§ **WORK TASK**: Repeat, line for line, the entries below from the first line to the line containing "and the fragment", counting both ends.

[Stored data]
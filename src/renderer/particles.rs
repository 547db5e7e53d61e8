//! Particle pass.
//!
//! Emitters render after lighting as camera-facing quads with additive
//! blending; depth testing is on but depth writes are off, and the fragment
//! shader fades particles out near scene geometry using the G-buffer depth.

use crate::{
    math::Rect,
    renderer::{
        error::RendererError,
        framework::{
            framebuffer::{BlendFunc, CompareFunc, DrawParameters, SharedFrameBuffer},
            geometry_buffer::SharedGeometryBuffer,
            gpu_program::{SharedGpuProgram, UniformLocation, UniformValue},
            gpu_texture::{GpuTextureDescriptor, GpuTextureKind, PixelKind, SharedGpuTexture},
            server::SharedGraphicsServer,
        },
        RenderPassStatistics,
    },
    scene::{camera::Camera, mesh::SurfaceData, particles::ParticleEmitter},
};
use nalgebra::Vector3;

/// Renders particle emitters.
pub struct ParticleRenderer {
    quad: SharedGeometryBuffer,
    program: SharedGpuProgram,
    fallback_sprite: SharedGpuTexture,
    view_projection: UniformLocation,
    particle_position: UniformLocation,
    camera_right: UniformLocation,
    camera_up: UniformLocation,
    particle_size: UniformLocation,
    diffuse_texture: UniformLocation,
    depth_texture: UniformLocation,
    color: UniformLocation,
    alpha: UniformLocation,
    inv_far_minus_near: UniformLocation,
}

impl ParticleRenderer {
    /// Uploads the particle quad and compiles the program.
    pub fn new(server: &SharedGraphicsServer) -> Result<Self, RendererError> {
        let quad = server.create_geometry_buffer(&SurfaceData::make_unit_xy_quad())?;
        let fallback_sprite = server.create_texture(GpuTextureDescriptor {
            kind: GpuTextureKind::Rectangle {
                width: 1,
                height: 1,
            },
            pixel_kind: PixelKind::RGBA8,
            data: Some(&[255u8; 4]),
            anisotropy: 1.0,
        })?;
        let program = server.create_program(
            "ParticleShader",
            include_str!("shaders/particle_vs.glsl"),
            include_str!("shaders/particle_fs.glsl"),
        )?;
        Ok(Self {
            view_projection: program.uniform_location("viewProjection")?,
            particle_position: program.uniform_location("particlePosition")?,
            camera_right: program.uniform_location("cameraRight")?,
            camera_up: program.uniform_location("cameraUp")?,
            particle_size: program.uniform_location("particleSize")?,
            diffuse_texture: program.uniform_location("diffuseTexture")?,
            depth_texture: program.uniform_location("depthTexture")?,
            color: program.uniform_location("color")?,
            alpha: program.uniform_location("alpha")?,
            inv_far_minus_near: program.uniform_location("invFarMinusNear")?,
            quad,
            program,
            fallback_sprite,
        })
    }

    /// Draws every particle of every emitter into the target.
    pub fn render(
        &self,
        target: &SharedFrameBuffer,
        viewport: Rect,
        camera: &Camera,
        emitters: &[std::rc::Rc<ParticleEmitter>],
        scene_depth: &SharedGpuTexture,
    ) -> Result<RenderPassStatistics, RendererError> {
        let mut statistics = RenderPassStatistics::default();

        let view = camera.view_matrix();
        // Rows of the view rotation are the camera basis in world space.
        let right = Vector3::new(view[(0, 0)], view[(0, 1)], view[(0, 2)]);
        let up = Vector3::new(view[(1, 0)], view[(1, 1)], view[(1, 2)]);
        let inv_far_minus_near = 1.0 / (camera.z_far() - camera.z_near()).max(f32::EPSILON);

        let draw_parameters = DrawParameters {
            cull_face: None,
            depth_write: false,
            depth_test: Some(CompareFunc::Less),
            blend: Some(BlendFunc::additive()),
            ..Default::default()
        };

        for emitter in emitters {
            let texture = emitter
                .texture
                .clone()
                .unwrap_or_else(|| self.fallback_sprite.clone());

            for particle in emitter.particles.iter() {
                statistics += target.draw(
                    &self.quad,
                    viewport,
                    &self.program,
                    &draw_parameters,
                    &[
                        (
                            self.view_projection.clone(),
                            UniformValue::Matrix4(camera.view_projection_matrix()),
                        ),
                        (
                            self.particle_position.clone(),
                            UniformValue::Vector3(emitter.position + particle.position),
                        ),
                        (self.camera_right.clone(), UniformValue::Vector3(right)),
                        (self.camera_up.clone(), UniformValue::Vector3(up)),
                        (
                            self.particle_size.clone(),
                            UniformValue::Float(particle.size),
                        ),
                        (
                            self.diffuse_texture.clone(),
                            UniformValue::Sampler {
                                index: 0,
                                texture: texture.clone(),
                            },
                        ),
                        (
                            self.depth_texture.clone(),
                            UniformValue::Sampler {
                                index: 1,
                                texture: scene_depth.clone(),
                            },
                        ),
                        (
                            self.color.clone(),
                            UniformValue::Vector4(emitter.color.as_frgba()),
                        ),
                        (self.alpha.clone(), UniformValue::Float(particle.alpha)),
                        (
                            self.inv_far_minus_near.clone(),
                            UniformValue::Float(inv_far_minus_near),
                        ),
                    ],
                );
            }
        }

        Ok(statistics)
    }
}
//! Look-at camera with lazily recomputed derived matrices.

use crate::math::frustum::Frustum;
use nalgebra::{Matrix4, Point3, Vector3};
use std::cell::{Cell, RefCell};

#[derive(Clone, Debug)]
struct DerivedMatrices {
    view: Matrix4<f32>,
    projection: Matrix4<f32>,
    view_projection: Matrix4<f32>,
    inv_view_projection: Matrix4<f32>,
    frustum: Frustum,
}

impl Default for DerivedMatrices {
    fn default() -> Self {
        Self {
            view: Matrix4::identity(),
            projection: Matrix4::identity(),
            view_projection: Matrix4::identity(),
            inv_view_projection: Matrix4::identity(),
            frustum: Frustum::default(),
        }
    }
}

/// Perspective camera. Derived matrices (view, projection, combined and
/// inverted view-projection, frustum) are recomputed lazily on first access
/// after any position/orientation/projection change, so
/// `view_projection() == projection() * view()` holds at every observation
/// point.
#[derive(Clone, Debug)]
pub struct Camera {
    position: Vector3<f32>,
    target: Vector3<f32>,
    up: Vector3<f32>,
    fov: f32,
    aspect: f32,
    z_near: f32,
    z_far: f32,
    dirty: Cell<bool>,
    cache: RefCell<DerivedMatrices>,
}

impl Camera {
    /// Creates a camera at the origin looking down negative Z.
    pub fn new(fov: f32, aspect: f32, z_near: f32, z_far: f32) -> Self {
        Self {
            position: Vector3::zeros(),
            target: -Vector3::z(),
            up: Vector3::y(),
            fov,
            aspect,
            z_near,
            z_far,
            dirty: Cell::new(true),
            cache: RefCell::new(DerivedMatrices::default()),
        }
    }

    /// Moves the camera to the given position.
    pub fn set_position(&mut self, position: Vector3<f32>) -> &mut Self {
        self.position = position;
        self.dirty.set(true);
        self
    }

    /// Points the camera at the given target.
    pub fn set_target(&mut self, target: Vector3<f32>) -> &mut Self {
        self.target = target;
        self.dirty.set(true);
        self
    }

    /// Sets the camera up vector.
    pub fn set_up(&mut self, up: Vector3<f32>) -> &mut Self {
        self.up = up;
        self.dirty.set(true);
        self
    }

    /// Sets the aspect ratio (width / height) of the projection.
    pub fn set_aspect(&mut self, aspect: f32) -> &mut Self {
        self.aspect = aspect;
        self.dirty.set(true);
        self
    }

    /// Sets near and far clip plane distances.
    pub fn set_depth_range(&mut self, z_near: f32, z_far: f32) -> &mut Self {
        self.z_near = z_near;
        self.z_far = z_far;
        self.dirty.set(true);
        self
    }

    /// World-space position of the camera.
    pub fn position(&self) -> Vector3<f32> {
        self.position
    }

    /// Unit vector from the camera position towards its target. Falls back to
    /// negative Z when the two coincide.
    pub fn look_direction(&self) -> Vector3<f32> {
        (self.target - self.position)
            .try_normalize(f32::EPSILON)
            .unwrap_or_else(|| -Vector3::z())
    }

    /// Vertical field of view, in radians.
    pub fn fov(&self) -> f32 {
        self.fov
    }

    /// Near clip plane distance.
    pub fn z_near(&self) -> f32 {
        self.z_near
    }

    /// Far clip plane distance.
    pub fn z_far(&self) -> f32 {
        self.z_far
    }

    fn update_cache(&self) {
        if !self.dirty.get() {
            return;
        }

        let view = Matrix4::look_at_rh(
            &Point3::from(self.position),
            &Point3::from(self.target),
            &self.up,
        );
        let projection =
            Matrix4::new_perspective(self.aspect, self.fov, self.z_near, self.z_far);
        let view_projection = projection * view;
        let inv_view_projection = view_projection.try_inverse().unwrap_or_else(Matrix4::identity);
        let frustum =
            Frustum::from_view_projection_matrix(view_projection).unwrap_or_default();

        *self.cache.borrow_mut() = DerivedMatrices {
            view,
            projection,
            view_projection,
            inv_view_projection,
            frustum,
        };
        self.dirty.set(false);
    }

    /// View matrix.
    pub fn view_matrix(&self) -> Matrix4<f32> {
        self.update_cache();
        self.cache.borrow().view
    }

    /// Projection matrix.
    pub fn projection_matrix(&self) -> Matrix4<f32> {
        self.update_cache();
        self.cache.borrow().projection
    }

    /// Combined view-projection matrix.
    pub fn view_projection_matrix(&self) -> Matrix4<f32> {
        self.update_cache();
        self.cache.borrow().view_projection
    }

    /// Inverse of the combined view-projection matrix, used to reconstruct
    /// world positions from depth.
    pub fn inverted_view_projection_matrix(&self) -> Matrix4<f32> {
        self.update_cache();
        self.cache.borrow().inv_view_projection
    }

    /// View-projection with the camera translation removed; the skybox is
    /// rendered with this so it never moves with the camera.
    pub fn view_projection_without_translation(&self) -> Matrix4<f32> {
        self.update_cache();
        let cache = self.cache.borrow();
        let mut view = cache.view;
        view[(0, 3)] = 0.0;
        view[(1, 3)] = 0.0;
        view[(2, 3)] = 0.0;
        cache.projection * view
    }

    /// View frustum of the camera.
    pub fn frustum(&self) -> Frustum {
        self.update_cache();
        self.cache.borrow().frustum
    }

    /// Rebuilds the camera projection with a custom depth range, keeping fov
    /// and aspect. Used to derive cascade sub-frusta.
    pub fn projection_with_depth_range(&self, z_near: f32, z_far: f32) -> Matrix4<f32> {
        Matrix4::new_perspective(self.aspect, self.fov, z_near, z_far)
    }
}

#[cfg(test)]
mod test {
    use super::Camera;
    use approx::assert_relative_eq;
    use nalgebra::Vector3;

    fn make_camera() -> Camera {
        let mut camera = Camera::new(std::f32::consts::FRAC_PI_3, 16.0 / 9.0, 1.0, 100.0);
        camera
            .set_position(Vector3::new(0.0, 2.0, 5.0))
            .set_target(Vector3::zeros());
        camera
    }

    #[test]
    fn test_view_projection_invariant() {
        let camera = make_camera();
        let expected = camera.projection_matrix() * camera.view_matrix();
        assert_relative_eq!(camera.view_projection_matrix(), expected, epsilon = 1e-6);
    }

    #[test]
    fn test_invariant_holds_after_moves() {
        let mut camera = make_camera();
        camera.set_position(Vector3::new(10.0, -3.0, 7.0));
        let expected = camera.projection_matrix() * camera.view_matrix();
        assert_relative_eq!(camera.view_projection_matrix(), expected, epsilon = 1e-6);

        camera.set_depth_range(0.5, 250.0);
        assert_relative_eq!(
            camera.view_projection_matrix(),
            camera.projection_matrix() * camera.view_matrix(),
            epsilon = 1e-6
        );
    }

    #[test]
    fn test_inverted_view_projection() {
        let camera = make_camera();
        let product = camera.view_projection_matrix() * camera.inverted_view_projection_matrix();
        assert_relative_eq!(product, nalgebra::Matrix4::identity(), epsilon = 1e-4);
    }

    #[test]
    fn test_translation_free_view_projection() {
        // Two cameras with the same orientation but different positions must
        // agree once translation is stripped.
        let mut reference = Camera::new(std::f32::consts::FRAC_PI_3, 16.0 / 9.0, 1.0, 100.0);
        reference
            .set_position(Vector3::new(50.0, 2.0, 5.0))
            .set_target(Vector3::new(50.0, 0.0, 0.0));
        let mut moved = reference.clone();
        moved
            .set_position(Vector3::new(-20.0, 2.0, 5.0))
            .set_target(Vector3::new(-20.0, 0.0, 0.0));
        assert_relative_eq!(
            reference.view_projection_without_translation(),
            moved.view_projection_without_translation(),
            epsilon = 1e-5
        );
    }

    #[test]
    fn test_look_direction_is_normalized() {
        let camera = make_camera();
        let direction = camera.look_direction();
        assert_relative_eq!(direction.norm(), 1.0, epsilon = 1e-6);
        assert_relative_eq!(
            direction,
            Vector3::new(0.0, -2.0, -5.0).normalize(),
            epsilon = 1e-6
        );

        let mut degenerate = make_camera();
        degenerate.set_target(degenerate.position());
        assert_relative_eq!(degenerate.look_direction(), -Vector3::z());
    }

    #[test]
    fn test_frustum_tracks_camera() {
        let mut camera = make_camera();
        assert!(camera.frustum().is_contains_point(Vector3::zeros()));
        camera.set_target(Vector3::new(0.0, 0.0, 1000.0));
        camera.set_position(Vector3::new(0.0, 0.0, 500.0));
        assert!(!camera.frustum().is_contains_point(Vector3::zeros()));
    }
}
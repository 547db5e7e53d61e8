//! Renderer configuration.
//!
//! Settings are plain immutable data constructed once by the host and passed
//! by reference into [`SceneRenderer::new`](crate::renderer::SceneRenderer::new).
//! There is no global settings object.

use serde::{Deserialize, Serialize};

/// Shadow map pixel precision, a compromise between quality and memory.
#[derive(Copy, Clone, Debug, PartialEq, Eq, Hash, Serialize, Deserialize)]
pub enum ShadowMapPrecision {
    /// 16-bit depth. Half the memory, but "shadow acne" may occur.
    Half,
    /// 32-bit depth. Highest quality.
    Full,
}

/// Which shadow-mapping strategy the shadow pass uses for the first
/// directional light.
#[derive(Copy, Clone, Debug, PartialEq, Eq, Hash, Serialize, Deserialize)]
pub enum ShadowMapStrategy {
    /// Four cascades, each covering a depth sub-range of the camera frustum.
    Cascaded,
    /// A single map fit to a fixed-radius orthographic volume around the
    /// origin. Cheaper, suitable for small scenes.
    Single,
}

/// How a cascade's light-space bound is fit around its sub-frustum.
#[derive(Copy, Clone, Debug, PartialEq, Eq, Hash, Serialize, Deserialize)]
pub enum FrustumBoundStrategy {
    /// Axis-aligned box in light space. Tightest bound, but its size changes
    /// as the camera rotates, which can make shadow edges shimmer.
    Aabb,
    /// Bounding sphere. Rotation-invariant, slightly looser.
    Sphere,
}

/// Cascaded shadow map settings.
#[derive(Copy, Clone, Debug, PartialEq, Serialize, Deserialize)]
pub struct CsmSettings {
    /// Base size of the nearest cascade's depth texture; farther cascades get
    /// progressively smaller textures.
    pub size: usize,
    /// Depth texture precision.
    pub precision: ShadowMapPrecision,
    /// Fitting policy for cascade bounds.
    pub bound_strategy: FrustumBoundStrategy,
    /// Blend factor between uniform (0.0) and logarithmic (1.0) frustum
    /// splits.
    pub split_lambda: f32,
}

impl Default for CsmSettings {
    fn default() -> Self {
        Self {
            size: 2048,
            precision: ShadowMapPrecision::Full,
            bound_strategy: FrustumBoundStrategy::Aabb,
            split_lambda: 0.75,
        }
    }
}

/// Quality settings for the frame pipeline.
#[derive(Copy, Clone, Debug, PartialEq, Serialize, Deserialize)]
pub struct QualitySettings {
    /// Shadow-mapping strategy for the directional light.
    pub shadow_strategy: ShadowMapStrategy,
    /// Cascaded shadow map settings, used when `shadow_strategy` is
    /// [`ShadowMapStrategy::Cascaded`].
    pub csm_settings: CsmSettings,
    /// Size of the square depth texture used by the single-map strategy.
    pub shadow_map_size: usize,
    /// Radius of the orthographic volume of the single-map strategy, in world
    /// units.
    pub shadow_world_radius: f32,
    /// Anisotropic filtering level requested for material textures.
    pub anisotropy: f32,
}

impl Default for QualitySettings {
    fn default() -> Self {
        Self {
            shadow_strategy: ShadowMapStrategy::Cascaded,
            csm_settings: Default::default(),
            shadow_map_size: 2048,
            shadow_world_radius: 50.0,
            anisotropy: 16.0,
        }
    }
}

§ **REPLY**:
filename src/renderer/particles.rs
repository 547db5e7e53d61e8
//! Particle pass.
//!
//! Emitters render after lighting as camera-facing quads with additive
//! blending; depth testing is on but depth writes are off, and the fragment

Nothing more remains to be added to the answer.